▶ **Data**:
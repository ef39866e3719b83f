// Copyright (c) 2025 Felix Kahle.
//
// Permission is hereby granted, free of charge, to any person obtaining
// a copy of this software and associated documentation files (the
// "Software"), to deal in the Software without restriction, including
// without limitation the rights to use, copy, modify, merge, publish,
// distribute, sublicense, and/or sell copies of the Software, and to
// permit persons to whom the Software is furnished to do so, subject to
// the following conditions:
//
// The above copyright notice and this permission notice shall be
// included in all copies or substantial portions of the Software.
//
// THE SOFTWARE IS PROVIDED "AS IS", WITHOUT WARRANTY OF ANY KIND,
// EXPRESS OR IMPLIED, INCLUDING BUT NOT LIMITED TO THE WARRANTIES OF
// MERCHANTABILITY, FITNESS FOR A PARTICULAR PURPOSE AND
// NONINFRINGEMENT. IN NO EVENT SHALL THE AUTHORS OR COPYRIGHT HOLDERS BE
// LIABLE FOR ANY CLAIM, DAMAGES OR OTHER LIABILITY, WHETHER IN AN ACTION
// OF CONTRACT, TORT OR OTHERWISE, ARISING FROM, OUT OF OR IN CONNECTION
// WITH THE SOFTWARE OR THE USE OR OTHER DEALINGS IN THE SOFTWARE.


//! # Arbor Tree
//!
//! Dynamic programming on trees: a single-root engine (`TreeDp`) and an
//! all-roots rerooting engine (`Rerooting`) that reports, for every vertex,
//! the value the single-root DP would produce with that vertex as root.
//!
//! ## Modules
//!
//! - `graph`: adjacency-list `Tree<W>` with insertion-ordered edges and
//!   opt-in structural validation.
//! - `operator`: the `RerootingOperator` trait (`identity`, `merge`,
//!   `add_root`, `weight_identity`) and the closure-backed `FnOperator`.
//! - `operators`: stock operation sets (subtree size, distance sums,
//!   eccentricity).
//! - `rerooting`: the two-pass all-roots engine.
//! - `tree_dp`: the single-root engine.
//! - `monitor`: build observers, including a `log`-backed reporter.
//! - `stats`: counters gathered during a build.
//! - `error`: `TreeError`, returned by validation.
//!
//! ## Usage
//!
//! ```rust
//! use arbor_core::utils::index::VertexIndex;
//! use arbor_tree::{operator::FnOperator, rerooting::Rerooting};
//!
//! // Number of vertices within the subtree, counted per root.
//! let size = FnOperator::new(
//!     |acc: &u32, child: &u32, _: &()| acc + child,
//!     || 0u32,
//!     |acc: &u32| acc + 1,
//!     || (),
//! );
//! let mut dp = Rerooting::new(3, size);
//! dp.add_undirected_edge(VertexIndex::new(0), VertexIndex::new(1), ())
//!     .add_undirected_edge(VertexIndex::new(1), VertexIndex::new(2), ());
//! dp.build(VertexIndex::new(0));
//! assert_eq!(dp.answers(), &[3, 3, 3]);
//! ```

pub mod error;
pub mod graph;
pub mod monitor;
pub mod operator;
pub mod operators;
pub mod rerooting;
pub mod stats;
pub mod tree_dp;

▶ **What the task requires**:
Exactly as written, reproduce the lines of the data above from the first line through the line where "without limitation the" appears.

▶ **Task answer**:
repository ef39866e3719b83f
// Copyright (c) 2025 Felix Kahle.
//
// Permission is hereby granted, free of charge, to any person obtaining
// a copy of this software and associated documentation files (the
// "Software"), to deal in the Software without restriction, including
// without limitation the rights to use, copy, modify, merge, publish,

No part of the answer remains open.